=== Section Start ===

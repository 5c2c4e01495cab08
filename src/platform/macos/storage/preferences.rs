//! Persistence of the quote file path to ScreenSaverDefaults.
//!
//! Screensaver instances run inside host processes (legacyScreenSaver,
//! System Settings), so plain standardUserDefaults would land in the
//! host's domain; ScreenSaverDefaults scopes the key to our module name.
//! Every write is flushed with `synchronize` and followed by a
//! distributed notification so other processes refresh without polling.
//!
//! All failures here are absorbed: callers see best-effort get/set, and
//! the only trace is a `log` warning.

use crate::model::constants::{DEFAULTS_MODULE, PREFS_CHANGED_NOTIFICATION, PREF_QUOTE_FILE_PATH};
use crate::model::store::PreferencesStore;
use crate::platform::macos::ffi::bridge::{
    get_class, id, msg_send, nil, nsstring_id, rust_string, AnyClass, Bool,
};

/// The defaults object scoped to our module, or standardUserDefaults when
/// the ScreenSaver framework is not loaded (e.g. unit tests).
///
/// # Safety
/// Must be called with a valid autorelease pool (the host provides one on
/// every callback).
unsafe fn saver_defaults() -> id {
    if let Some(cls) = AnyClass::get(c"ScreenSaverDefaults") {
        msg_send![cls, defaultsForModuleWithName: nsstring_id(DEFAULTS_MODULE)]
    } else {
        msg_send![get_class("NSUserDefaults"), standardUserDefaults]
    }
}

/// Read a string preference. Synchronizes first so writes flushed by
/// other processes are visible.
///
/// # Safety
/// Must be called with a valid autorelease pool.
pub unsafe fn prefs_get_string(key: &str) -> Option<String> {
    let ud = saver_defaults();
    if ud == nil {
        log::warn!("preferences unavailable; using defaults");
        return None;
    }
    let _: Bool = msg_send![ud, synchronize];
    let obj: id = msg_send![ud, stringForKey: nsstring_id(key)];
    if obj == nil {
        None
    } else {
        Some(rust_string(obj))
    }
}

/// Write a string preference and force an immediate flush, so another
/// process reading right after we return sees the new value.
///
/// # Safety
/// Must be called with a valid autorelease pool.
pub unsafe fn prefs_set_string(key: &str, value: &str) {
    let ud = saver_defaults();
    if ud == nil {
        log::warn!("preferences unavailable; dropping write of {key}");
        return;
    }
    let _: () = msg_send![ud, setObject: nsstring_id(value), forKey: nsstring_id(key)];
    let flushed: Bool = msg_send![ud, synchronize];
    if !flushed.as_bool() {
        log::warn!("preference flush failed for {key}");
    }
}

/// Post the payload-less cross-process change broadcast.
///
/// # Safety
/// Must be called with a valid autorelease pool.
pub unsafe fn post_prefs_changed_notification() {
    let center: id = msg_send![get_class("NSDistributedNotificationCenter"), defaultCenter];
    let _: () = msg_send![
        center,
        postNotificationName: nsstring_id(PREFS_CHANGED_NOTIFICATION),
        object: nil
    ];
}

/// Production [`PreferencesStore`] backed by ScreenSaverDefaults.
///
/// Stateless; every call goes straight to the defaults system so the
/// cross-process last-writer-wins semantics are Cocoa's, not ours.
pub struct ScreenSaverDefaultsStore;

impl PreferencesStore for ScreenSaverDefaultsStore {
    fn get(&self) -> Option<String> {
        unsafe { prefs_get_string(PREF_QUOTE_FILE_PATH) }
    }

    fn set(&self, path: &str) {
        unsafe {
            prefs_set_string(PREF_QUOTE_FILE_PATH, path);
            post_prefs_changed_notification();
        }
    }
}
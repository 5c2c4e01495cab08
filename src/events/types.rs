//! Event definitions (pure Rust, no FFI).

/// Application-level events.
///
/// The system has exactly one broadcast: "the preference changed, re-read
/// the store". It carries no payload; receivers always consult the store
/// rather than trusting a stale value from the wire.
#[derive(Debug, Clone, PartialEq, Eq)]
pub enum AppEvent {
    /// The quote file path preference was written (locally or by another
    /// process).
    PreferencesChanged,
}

=== Section End ===
=== Section Start ===

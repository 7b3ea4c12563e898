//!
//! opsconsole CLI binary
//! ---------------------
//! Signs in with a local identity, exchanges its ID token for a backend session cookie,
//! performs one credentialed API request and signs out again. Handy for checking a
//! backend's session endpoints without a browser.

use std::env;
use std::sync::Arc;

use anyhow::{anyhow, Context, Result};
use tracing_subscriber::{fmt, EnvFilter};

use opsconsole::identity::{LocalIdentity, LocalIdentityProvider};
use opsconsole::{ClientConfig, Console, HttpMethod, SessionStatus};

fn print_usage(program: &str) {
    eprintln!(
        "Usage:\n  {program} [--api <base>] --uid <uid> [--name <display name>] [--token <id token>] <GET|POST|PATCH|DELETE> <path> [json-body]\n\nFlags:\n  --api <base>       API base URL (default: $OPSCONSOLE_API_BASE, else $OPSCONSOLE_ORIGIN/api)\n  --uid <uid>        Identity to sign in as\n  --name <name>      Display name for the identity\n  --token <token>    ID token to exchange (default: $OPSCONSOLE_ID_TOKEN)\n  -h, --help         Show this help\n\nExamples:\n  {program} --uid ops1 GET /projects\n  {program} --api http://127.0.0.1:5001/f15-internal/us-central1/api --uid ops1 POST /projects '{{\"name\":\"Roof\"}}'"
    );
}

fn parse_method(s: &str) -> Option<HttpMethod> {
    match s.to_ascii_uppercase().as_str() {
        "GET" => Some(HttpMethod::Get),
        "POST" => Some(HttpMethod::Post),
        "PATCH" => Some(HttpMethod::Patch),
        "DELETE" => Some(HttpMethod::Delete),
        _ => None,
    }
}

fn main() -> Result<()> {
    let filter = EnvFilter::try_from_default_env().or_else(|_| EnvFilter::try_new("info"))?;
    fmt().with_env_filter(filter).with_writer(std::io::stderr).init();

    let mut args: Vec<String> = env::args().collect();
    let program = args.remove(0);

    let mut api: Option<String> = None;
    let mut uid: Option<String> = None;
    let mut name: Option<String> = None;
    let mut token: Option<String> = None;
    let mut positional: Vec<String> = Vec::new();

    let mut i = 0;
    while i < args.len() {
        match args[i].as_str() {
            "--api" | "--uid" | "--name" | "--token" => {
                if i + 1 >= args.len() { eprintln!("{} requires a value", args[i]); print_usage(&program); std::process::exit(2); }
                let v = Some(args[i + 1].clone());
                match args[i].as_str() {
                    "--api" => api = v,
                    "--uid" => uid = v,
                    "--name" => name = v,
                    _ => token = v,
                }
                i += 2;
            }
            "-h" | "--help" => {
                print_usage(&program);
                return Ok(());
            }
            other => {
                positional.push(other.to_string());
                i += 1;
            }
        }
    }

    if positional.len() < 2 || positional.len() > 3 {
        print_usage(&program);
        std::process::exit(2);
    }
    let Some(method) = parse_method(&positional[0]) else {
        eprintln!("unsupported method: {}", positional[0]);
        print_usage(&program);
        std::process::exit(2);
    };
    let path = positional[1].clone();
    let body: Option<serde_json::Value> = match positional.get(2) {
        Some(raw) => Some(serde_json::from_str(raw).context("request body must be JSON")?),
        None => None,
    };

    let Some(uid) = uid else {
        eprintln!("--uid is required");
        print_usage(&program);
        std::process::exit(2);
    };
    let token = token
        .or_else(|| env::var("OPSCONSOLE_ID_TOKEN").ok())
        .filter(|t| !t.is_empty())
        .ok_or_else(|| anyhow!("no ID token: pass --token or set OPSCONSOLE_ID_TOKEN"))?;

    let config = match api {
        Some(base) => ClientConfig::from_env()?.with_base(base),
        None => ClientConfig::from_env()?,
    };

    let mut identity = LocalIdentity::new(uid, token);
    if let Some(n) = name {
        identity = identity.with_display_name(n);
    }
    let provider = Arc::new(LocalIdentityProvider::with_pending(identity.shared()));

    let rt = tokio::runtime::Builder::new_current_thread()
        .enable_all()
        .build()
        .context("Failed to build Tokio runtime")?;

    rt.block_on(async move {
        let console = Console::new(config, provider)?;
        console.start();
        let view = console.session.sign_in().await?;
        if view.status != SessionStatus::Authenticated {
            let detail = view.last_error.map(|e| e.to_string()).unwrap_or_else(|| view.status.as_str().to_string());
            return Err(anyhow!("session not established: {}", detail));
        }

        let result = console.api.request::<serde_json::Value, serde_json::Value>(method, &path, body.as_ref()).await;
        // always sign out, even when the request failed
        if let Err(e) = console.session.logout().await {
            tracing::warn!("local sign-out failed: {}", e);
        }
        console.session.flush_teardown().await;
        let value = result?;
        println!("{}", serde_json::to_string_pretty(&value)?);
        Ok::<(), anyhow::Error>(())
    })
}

=== Section End ===

Your task:
Scan the data for the word "return" and copy every line where it shows up.

Written response:
        return None;
/// process reading right after we return sees the new value.
        return;
                return Ok(());
            return Err(anyhow!("session not established: {}", detail));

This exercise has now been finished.